■ Provided records:
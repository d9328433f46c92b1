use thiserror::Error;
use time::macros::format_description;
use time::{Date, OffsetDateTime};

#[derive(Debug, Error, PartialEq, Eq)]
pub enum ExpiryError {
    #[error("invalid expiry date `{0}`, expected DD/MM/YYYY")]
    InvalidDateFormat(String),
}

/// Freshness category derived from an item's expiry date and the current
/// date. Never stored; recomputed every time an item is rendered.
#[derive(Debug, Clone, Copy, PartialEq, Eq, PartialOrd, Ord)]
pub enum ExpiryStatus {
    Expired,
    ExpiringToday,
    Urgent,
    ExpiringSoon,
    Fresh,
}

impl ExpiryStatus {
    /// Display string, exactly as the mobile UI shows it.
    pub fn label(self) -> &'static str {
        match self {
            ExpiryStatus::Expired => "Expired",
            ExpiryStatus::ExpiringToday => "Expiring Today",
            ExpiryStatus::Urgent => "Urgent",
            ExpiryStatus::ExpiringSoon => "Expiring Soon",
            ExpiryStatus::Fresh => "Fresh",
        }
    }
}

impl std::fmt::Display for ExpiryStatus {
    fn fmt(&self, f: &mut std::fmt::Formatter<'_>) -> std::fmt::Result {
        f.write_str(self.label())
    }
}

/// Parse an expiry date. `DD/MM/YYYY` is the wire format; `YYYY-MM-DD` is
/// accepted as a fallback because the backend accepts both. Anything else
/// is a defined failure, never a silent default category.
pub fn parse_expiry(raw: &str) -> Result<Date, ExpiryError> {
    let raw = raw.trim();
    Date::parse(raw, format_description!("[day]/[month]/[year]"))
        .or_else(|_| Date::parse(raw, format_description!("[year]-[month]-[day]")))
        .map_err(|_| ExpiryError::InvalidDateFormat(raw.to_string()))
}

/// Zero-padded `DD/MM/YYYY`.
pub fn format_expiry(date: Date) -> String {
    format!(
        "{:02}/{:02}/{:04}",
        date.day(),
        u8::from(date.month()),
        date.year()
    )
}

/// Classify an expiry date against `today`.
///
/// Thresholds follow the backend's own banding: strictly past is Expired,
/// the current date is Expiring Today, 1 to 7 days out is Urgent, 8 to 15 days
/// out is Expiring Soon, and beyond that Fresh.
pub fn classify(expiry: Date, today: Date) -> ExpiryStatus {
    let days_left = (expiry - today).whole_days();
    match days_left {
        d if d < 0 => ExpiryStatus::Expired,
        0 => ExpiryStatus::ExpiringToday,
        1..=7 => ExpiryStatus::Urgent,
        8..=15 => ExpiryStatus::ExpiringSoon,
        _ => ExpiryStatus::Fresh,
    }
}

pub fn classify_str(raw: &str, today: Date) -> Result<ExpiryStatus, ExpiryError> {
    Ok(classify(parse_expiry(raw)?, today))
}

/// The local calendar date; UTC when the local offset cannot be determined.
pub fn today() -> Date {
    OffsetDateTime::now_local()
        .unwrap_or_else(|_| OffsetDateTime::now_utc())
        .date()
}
* * *
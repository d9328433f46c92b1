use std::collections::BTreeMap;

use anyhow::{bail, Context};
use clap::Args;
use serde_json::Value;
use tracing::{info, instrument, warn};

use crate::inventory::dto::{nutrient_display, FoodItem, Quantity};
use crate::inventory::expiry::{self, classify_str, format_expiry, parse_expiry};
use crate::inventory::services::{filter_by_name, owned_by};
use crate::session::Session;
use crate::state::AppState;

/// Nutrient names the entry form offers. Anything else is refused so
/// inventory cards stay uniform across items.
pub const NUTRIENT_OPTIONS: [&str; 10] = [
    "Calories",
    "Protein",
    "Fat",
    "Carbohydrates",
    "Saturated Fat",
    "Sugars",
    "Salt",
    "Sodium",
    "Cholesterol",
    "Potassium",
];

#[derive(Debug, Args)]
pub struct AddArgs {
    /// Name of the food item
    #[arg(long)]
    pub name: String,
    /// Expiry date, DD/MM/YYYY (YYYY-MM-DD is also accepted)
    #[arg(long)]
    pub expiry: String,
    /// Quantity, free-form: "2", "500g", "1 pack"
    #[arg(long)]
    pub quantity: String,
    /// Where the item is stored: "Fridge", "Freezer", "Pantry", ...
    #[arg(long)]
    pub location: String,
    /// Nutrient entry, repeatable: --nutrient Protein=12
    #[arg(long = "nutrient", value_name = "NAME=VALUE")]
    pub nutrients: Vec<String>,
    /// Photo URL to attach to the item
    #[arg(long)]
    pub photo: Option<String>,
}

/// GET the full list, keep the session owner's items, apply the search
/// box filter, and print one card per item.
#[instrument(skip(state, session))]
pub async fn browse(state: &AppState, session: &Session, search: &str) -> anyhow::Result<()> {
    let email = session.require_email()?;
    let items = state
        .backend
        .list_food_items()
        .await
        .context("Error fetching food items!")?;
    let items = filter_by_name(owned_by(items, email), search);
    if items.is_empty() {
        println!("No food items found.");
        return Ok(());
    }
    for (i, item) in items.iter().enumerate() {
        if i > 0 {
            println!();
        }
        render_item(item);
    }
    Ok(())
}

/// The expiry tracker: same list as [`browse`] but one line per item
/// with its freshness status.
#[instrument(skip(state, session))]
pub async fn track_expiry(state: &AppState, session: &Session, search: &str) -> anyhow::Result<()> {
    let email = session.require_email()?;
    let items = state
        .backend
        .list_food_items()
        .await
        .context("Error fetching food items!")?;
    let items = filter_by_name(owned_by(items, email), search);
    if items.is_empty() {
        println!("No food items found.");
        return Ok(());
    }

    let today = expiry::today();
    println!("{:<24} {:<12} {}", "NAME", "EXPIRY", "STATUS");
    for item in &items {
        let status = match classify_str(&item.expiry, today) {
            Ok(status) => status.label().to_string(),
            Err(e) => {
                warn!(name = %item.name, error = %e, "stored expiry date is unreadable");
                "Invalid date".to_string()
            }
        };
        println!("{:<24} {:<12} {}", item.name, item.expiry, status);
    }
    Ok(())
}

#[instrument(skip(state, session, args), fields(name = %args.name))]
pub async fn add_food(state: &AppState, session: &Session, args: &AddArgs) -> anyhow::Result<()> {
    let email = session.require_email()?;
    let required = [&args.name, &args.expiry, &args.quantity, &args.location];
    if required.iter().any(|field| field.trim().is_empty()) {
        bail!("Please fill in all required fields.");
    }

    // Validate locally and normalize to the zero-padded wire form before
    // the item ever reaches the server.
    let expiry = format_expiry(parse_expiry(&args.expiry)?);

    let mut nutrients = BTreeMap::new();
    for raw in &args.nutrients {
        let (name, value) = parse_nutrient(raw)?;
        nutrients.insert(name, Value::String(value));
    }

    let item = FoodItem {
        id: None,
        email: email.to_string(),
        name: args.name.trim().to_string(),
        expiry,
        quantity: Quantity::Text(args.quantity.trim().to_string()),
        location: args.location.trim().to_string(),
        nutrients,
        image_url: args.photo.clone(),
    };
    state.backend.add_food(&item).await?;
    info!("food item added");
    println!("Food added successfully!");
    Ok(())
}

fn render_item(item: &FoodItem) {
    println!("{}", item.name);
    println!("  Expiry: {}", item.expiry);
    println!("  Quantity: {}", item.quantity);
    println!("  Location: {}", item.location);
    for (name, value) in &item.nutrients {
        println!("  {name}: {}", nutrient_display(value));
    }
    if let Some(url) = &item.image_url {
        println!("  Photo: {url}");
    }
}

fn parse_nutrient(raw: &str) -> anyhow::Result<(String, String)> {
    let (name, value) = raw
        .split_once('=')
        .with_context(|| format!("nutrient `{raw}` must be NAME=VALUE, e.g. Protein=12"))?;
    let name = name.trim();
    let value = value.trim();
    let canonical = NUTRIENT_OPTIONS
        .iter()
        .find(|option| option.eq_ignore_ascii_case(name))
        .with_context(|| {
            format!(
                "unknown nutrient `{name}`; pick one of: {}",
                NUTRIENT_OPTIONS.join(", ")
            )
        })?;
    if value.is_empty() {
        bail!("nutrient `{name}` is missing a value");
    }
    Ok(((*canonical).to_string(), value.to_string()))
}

■ Exercise prompt: Which lines of the records contain "OffsetDateTime"? Show each of them.

■ Exercise answer:
use time::{Date, OffsetDateTime};
    OffsetDateTime::now_local()
        .unwrap_or_else(|_| OffsetDateTime::now_utc())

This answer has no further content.